**DATA FOR THE TASK:**

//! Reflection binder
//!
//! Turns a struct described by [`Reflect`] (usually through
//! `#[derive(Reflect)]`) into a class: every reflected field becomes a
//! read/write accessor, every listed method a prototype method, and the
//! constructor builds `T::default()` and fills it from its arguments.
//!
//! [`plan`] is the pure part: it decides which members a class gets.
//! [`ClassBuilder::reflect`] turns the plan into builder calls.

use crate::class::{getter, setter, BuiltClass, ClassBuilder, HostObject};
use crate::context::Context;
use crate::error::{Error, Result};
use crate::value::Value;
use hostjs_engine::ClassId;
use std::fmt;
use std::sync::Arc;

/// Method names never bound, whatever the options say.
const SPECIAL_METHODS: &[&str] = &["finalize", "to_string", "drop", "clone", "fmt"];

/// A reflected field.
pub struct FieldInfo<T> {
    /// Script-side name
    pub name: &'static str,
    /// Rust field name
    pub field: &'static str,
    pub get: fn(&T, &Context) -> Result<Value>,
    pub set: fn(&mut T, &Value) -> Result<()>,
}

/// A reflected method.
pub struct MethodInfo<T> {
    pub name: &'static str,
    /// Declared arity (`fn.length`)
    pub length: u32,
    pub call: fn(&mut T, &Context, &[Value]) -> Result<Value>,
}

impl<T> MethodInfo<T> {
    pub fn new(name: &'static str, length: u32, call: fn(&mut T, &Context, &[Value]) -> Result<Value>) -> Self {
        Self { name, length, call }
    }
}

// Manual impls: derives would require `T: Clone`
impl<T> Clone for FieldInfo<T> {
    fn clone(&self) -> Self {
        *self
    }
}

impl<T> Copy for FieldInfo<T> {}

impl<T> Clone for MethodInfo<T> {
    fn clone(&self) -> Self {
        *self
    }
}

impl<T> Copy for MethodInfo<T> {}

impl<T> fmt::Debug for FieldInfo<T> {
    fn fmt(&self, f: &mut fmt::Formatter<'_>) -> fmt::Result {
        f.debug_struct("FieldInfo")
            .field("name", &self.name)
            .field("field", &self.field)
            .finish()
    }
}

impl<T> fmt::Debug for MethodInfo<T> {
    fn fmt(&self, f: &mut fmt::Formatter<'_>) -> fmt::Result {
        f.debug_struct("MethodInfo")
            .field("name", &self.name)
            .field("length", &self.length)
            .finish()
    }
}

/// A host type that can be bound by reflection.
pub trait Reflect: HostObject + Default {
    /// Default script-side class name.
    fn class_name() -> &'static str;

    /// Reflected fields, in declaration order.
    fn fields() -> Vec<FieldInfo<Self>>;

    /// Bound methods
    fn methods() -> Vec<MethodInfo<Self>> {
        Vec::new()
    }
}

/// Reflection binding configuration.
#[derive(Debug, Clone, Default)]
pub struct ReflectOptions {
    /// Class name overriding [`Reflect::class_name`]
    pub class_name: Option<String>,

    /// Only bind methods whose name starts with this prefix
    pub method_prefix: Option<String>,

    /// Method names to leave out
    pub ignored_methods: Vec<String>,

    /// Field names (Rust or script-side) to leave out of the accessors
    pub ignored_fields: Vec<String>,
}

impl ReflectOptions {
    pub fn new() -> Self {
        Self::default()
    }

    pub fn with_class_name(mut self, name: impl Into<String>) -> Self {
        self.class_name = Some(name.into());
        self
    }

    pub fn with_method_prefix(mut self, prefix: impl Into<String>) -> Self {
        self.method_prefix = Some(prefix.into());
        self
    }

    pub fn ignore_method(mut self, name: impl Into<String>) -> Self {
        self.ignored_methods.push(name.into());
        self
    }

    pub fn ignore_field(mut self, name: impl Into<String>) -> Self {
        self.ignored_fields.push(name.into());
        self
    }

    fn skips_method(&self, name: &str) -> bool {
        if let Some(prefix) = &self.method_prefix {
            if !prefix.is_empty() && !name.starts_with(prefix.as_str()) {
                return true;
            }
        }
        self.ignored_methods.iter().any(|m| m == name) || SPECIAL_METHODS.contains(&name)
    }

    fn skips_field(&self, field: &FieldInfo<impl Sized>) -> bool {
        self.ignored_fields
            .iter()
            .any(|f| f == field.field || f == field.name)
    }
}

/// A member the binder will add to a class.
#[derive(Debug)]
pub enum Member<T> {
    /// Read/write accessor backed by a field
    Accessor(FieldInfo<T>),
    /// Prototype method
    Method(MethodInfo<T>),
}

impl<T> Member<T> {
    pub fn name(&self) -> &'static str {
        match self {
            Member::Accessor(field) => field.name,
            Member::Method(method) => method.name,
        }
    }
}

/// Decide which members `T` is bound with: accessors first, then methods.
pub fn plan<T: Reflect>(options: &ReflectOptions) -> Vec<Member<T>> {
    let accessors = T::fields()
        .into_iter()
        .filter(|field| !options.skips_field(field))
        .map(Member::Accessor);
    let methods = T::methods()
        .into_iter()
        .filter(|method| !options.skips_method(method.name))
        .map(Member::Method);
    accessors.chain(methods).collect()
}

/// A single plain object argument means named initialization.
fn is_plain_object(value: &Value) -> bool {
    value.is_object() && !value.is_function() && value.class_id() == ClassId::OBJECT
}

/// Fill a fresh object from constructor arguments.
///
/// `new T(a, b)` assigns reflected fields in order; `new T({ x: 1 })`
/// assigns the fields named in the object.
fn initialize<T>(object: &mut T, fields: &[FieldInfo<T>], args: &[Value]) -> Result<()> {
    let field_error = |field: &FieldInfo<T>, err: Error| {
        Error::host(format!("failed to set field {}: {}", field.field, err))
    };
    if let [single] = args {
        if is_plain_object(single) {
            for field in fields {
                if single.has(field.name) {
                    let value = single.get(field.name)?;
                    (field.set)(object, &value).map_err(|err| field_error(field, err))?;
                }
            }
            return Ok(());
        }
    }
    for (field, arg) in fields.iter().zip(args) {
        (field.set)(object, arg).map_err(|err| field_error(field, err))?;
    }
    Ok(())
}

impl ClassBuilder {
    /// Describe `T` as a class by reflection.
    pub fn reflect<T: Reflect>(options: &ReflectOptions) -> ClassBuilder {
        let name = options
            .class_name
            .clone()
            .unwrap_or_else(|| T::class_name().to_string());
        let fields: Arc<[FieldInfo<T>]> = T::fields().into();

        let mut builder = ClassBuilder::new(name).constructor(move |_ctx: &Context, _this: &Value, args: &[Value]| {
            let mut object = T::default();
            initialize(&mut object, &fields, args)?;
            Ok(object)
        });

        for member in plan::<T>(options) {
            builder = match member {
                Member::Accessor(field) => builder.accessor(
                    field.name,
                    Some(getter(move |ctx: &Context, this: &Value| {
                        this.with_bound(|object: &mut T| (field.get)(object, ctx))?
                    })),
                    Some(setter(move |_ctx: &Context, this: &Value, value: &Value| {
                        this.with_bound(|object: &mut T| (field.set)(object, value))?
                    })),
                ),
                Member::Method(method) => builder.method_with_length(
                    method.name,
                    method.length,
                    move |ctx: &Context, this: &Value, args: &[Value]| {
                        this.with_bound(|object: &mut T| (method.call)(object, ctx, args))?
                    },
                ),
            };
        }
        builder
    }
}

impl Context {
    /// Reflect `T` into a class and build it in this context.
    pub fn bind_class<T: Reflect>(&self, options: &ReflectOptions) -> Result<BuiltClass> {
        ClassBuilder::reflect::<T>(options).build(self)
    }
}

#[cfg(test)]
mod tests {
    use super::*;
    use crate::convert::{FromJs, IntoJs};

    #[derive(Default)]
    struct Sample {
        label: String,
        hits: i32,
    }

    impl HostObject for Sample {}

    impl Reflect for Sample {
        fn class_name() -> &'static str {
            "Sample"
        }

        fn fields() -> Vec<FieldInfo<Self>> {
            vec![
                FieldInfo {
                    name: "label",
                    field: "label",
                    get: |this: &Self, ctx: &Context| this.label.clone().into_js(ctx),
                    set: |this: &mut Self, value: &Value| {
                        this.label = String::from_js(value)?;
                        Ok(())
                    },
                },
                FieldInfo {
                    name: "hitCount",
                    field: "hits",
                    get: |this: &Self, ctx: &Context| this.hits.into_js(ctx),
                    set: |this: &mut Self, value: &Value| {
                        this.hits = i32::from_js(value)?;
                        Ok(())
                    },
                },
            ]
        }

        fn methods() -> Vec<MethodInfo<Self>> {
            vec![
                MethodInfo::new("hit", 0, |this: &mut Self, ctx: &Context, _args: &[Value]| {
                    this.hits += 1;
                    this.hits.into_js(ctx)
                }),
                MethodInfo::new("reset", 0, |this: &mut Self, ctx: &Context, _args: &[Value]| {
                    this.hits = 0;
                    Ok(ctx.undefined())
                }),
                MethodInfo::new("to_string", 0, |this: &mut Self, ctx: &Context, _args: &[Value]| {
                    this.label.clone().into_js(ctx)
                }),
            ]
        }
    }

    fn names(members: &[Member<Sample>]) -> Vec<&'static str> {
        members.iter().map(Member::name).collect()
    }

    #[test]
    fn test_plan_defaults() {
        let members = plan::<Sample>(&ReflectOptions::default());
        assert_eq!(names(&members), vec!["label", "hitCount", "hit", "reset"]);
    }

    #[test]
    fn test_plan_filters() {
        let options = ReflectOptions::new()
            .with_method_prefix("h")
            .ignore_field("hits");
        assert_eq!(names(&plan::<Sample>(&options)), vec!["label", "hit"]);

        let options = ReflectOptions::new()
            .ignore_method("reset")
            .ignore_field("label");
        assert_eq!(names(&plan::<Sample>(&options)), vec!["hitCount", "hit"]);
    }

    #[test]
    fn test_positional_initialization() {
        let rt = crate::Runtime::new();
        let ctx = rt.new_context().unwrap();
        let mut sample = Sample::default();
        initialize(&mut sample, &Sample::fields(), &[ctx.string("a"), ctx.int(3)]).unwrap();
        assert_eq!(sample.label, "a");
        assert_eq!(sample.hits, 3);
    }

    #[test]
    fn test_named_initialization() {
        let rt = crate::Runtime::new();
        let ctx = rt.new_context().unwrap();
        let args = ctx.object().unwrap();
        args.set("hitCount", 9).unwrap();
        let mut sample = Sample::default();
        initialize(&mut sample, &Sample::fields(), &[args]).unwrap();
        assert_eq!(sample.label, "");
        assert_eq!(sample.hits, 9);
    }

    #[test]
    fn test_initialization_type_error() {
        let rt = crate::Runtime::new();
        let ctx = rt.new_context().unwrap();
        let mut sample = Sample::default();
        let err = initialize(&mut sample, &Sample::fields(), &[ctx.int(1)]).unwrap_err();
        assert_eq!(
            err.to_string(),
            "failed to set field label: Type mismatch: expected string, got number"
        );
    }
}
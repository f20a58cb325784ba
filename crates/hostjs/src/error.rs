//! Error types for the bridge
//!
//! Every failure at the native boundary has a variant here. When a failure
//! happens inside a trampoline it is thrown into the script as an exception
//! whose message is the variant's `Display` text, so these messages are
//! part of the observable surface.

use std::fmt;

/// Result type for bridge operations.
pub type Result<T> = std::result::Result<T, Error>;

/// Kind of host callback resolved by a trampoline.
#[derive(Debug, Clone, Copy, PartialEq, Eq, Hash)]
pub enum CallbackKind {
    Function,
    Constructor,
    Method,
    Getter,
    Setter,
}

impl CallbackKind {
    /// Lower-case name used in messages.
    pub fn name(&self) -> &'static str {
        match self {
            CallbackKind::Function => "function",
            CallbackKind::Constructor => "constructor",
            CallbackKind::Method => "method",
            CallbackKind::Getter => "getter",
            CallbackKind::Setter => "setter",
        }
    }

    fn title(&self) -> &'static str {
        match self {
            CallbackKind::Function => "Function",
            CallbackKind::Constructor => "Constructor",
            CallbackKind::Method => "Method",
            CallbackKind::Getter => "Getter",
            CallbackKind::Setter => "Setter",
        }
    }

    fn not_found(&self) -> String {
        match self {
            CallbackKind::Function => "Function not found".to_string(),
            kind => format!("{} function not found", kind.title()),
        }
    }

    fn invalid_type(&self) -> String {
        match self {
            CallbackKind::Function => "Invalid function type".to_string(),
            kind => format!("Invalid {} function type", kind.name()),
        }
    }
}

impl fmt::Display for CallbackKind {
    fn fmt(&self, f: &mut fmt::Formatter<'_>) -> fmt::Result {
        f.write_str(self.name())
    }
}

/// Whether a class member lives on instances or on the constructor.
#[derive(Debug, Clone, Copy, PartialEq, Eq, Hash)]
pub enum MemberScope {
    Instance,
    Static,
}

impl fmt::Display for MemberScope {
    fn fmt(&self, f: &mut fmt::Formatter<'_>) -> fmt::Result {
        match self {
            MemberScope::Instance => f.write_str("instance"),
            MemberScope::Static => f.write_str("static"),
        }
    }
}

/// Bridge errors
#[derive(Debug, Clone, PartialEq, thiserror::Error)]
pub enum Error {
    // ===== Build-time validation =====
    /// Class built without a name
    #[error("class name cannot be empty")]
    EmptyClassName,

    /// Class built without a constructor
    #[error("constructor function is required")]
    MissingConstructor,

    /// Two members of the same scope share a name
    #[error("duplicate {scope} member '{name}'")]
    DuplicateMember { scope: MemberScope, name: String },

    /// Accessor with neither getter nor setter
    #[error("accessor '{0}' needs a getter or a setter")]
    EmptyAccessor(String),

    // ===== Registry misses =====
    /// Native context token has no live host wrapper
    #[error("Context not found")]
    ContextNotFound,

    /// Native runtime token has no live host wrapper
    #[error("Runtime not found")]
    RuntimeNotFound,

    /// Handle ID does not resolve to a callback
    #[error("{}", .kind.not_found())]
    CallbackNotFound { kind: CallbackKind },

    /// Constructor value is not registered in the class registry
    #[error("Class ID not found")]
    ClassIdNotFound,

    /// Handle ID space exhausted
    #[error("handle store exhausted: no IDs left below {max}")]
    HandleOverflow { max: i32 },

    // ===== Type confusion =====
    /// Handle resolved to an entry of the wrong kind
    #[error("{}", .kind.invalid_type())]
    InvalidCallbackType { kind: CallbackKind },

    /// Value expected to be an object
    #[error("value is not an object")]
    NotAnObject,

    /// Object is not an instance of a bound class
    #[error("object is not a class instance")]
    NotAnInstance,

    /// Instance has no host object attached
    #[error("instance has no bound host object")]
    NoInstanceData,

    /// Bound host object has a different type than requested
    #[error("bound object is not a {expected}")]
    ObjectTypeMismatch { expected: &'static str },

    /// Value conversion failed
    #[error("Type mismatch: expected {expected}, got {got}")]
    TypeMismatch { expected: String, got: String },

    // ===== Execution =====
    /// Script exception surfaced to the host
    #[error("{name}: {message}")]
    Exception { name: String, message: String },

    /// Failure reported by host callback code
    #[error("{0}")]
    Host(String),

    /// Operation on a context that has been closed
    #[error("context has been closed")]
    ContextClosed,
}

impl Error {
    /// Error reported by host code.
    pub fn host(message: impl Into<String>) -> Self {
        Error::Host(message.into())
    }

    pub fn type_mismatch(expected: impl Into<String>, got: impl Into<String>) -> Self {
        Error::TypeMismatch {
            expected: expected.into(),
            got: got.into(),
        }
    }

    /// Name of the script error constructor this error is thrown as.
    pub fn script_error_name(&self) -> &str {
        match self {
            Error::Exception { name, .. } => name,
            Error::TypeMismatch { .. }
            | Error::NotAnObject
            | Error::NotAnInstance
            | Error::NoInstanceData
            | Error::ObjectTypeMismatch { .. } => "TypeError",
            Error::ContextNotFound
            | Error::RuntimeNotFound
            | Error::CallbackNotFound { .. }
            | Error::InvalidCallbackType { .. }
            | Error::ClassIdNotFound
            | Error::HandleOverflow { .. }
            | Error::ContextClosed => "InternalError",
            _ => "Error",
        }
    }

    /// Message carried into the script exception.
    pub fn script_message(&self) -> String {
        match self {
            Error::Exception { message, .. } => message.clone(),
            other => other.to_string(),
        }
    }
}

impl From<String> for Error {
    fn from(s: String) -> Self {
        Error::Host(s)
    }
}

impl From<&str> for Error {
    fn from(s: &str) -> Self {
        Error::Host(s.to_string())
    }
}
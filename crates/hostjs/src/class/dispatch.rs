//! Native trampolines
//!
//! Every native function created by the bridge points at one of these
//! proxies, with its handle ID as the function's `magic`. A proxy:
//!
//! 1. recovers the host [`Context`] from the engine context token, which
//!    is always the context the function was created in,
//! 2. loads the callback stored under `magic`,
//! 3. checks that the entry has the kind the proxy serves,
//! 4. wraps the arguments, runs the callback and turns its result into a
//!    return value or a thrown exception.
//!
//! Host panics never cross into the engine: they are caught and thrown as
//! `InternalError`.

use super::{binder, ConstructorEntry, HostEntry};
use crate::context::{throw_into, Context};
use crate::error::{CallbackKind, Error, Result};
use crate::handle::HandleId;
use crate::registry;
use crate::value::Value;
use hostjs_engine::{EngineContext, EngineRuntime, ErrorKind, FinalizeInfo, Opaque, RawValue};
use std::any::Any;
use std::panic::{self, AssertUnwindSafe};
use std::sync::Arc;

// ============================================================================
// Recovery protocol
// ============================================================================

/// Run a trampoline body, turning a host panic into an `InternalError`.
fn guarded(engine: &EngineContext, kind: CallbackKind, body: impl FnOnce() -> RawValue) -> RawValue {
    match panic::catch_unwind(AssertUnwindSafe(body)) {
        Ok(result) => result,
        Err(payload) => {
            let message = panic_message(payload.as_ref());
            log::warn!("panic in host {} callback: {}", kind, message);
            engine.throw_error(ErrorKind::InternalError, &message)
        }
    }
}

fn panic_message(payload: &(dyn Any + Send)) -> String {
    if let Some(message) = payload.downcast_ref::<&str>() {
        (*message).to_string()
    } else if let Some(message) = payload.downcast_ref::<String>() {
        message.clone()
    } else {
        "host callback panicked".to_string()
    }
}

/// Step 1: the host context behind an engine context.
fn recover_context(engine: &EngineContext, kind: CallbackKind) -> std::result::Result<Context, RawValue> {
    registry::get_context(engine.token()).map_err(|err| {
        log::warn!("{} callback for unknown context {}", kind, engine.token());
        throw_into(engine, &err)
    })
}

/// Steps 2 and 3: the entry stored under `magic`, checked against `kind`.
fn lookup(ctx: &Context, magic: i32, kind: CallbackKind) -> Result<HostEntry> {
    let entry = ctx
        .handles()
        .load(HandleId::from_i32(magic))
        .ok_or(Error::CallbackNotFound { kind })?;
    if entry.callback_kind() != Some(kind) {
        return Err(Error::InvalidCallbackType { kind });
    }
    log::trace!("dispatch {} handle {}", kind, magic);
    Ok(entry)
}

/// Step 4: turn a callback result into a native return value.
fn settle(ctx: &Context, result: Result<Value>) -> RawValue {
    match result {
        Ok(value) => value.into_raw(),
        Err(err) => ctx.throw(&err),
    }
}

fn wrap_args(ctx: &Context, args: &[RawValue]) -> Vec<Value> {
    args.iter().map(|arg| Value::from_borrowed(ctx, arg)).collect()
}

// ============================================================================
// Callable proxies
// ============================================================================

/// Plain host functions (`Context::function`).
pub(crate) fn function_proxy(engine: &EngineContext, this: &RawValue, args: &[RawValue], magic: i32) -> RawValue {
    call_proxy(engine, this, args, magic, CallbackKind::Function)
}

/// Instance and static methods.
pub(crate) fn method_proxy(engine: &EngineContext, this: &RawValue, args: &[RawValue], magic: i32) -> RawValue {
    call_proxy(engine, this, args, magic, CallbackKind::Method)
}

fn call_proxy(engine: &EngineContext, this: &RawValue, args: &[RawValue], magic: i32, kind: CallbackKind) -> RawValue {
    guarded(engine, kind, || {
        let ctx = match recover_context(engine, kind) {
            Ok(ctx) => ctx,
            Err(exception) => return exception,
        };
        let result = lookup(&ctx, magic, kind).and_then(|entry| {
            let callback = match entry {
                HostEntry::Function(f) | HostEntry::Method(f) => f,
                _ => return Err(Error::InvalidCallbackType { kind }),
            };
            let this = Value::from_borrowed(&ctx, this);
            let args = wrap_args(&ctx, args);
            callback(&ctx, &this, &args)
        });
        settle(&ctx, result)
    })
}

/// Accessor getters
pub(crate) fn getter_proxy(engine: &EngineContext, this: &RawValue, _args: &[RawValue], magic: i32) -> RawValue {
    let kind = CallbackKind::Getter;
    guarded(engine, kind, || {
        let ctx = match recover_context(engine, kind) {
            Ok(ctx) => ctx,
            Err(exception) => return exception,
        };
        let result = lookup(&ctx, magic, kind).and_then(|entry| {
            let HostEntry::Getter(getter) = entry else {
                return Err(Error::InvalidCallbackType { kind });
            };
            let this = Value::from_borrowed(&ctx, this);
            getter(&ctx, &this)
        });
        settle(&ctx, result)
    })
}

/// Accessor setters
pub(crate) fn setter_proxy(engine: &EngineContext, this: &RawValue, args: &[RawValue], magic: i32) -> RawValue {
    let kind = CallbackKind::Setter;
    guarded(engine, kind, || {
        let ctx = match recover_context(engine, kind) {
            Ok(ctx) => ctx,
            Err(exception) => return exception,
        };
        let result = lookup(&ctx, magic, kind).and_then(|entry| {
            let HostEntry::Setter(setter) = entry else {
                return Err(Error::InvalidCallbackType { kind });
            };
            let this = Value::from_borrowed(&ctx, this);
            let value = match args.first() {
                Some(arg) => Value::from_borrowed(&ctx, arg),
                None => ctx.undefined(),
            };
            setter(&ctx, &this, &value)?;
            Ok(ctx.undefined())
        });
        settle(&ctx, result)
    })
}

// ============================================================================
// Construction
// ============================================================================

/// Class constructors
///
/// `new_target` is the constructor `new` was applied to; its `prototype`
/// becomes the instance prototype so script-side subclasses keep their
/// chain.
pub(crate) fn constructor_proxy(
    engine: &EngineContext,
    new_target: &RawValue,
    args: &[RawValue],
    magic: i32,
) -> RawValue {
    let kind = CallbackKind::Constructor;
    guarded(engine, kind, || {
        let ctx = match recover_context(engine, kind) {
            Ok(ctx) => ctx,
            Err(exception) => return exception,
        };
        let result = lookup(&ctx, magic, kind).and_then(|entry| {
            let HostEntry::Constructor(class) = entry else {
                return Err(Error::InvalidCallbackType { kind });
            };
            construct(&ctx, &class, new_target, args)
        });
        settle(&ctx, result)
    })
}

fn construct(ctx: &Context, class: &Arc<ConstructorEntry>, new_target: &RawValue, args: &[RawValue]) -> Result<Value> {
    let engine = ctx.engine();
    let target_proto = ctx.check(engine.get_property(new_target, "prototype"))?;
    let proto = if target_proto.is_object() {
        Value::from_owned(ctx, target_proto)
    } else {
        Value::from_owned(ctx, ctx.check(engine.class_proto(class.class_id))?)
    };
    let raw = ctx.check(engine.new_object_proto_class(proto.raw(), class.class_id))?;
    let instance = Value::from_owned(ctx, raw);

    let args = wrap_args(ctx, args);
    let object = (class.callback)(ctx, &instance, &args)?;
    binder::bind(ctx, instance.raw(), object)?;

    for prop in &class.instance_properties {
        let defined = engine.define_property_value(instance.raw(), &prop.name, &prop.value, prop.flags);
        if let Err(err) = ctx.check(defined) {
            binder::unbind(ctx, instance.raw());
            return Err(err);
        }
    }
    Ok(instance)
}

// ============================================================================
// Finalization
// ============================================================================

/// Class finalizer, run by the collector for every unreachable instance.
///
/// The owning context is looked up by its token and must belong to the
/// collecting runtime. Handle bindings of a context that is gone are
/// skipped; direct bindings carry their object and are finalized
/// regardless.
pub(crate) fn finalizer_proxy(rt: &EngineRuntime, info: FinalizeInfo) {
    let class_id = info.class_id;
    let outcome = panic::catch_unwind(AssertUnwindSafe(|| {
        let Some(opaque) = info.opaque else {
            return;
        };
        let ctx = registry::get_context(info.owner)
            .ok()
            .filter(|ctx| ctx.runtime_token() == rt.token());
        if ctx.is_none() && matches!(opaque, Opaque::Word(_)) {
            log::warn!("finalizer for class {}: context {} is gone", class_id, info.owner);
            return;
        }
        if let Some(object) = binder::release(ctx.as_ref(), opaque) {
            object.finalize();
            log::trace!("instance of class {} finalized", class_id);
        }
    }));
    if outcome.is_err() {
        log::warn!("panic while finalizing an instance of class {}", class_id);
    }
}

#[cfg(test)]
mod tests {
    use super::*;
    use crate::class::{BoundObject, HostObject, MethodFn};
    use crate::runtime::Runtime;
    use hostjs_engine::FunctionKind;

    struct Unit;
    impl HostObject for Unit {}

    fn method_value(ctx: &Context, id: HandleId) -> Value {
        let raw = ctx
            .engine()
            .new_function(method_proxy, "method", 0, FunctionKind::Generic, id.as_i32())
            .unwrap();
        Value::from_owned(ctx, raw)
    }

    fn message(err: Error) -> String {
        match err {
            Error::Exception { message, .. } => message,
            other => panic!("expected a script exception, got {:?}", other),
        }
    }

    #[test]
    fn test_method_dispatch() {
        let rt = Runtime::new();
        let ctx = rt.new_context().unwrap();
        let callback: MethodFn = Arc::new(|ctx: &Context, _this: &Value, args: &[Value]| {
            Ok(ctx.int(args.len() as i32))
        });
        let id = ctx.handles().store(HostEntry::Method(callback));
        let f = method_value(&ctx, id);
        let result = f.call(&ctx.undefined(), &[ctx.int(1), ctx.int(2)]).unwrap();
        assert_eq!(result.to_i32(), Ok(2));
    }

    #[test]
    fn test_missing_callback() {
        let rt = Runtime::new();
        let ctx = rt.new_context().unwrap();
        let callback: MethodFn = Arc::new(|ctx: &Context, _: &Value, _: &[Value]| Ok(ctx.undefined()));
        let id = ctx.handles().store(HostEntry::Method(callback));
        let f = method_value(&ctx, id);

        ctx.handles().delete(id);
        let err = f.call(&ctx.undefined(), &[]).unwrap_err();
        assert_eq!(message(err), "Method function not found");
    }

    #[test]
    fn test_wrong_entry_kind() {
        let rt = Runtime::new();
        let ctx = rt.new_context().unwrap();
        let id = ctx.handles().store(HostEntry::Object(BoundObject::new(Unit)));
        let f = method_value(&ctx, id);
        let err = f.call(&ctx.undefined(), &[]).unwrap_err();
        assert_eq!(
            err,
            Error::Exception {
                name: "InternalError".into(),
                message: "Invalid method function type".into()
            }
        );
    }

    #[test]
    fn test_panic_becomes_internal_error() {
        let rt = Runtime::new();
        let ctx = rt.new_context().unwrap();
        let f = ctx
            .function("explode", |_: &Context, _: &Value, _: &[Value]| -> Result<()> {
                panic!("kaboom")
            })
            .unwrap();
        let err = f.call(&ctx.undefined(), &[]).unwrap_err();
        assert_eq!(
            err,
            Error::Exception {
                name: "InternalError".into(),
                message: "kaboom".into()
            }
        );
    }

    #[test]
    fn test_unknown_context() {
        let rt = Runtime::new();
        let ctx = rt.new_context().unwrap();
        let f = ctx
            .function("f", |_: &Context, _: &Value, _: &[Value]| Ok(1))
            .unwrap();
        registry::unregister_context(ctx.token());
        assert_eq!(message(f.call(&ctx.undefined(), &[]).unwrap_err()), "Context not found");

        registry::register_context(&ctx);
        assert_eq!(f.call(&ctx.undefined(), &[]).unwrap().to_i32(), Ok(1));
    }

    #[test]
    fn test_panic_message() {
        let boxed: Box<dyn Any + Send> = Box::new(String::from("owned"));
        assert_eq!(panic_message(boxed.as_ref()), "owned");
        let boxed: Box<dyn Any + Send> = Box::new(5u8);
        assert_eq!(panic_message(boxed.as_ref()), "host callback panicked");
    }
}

**WORK TASK:** Output the data exactly, from the first line through the line that holds "method, and the", so that no later line appears.

**SOLUTION TO THIS EXERCISE:**
//! Reflection binder
//!
//! Turns a struct described by [`Reflect`] (usually through
//! `#[derive(Reflect)]`) into a class: every reflected field becomes a
//! read/write accessor, every listed method a prototype method, and the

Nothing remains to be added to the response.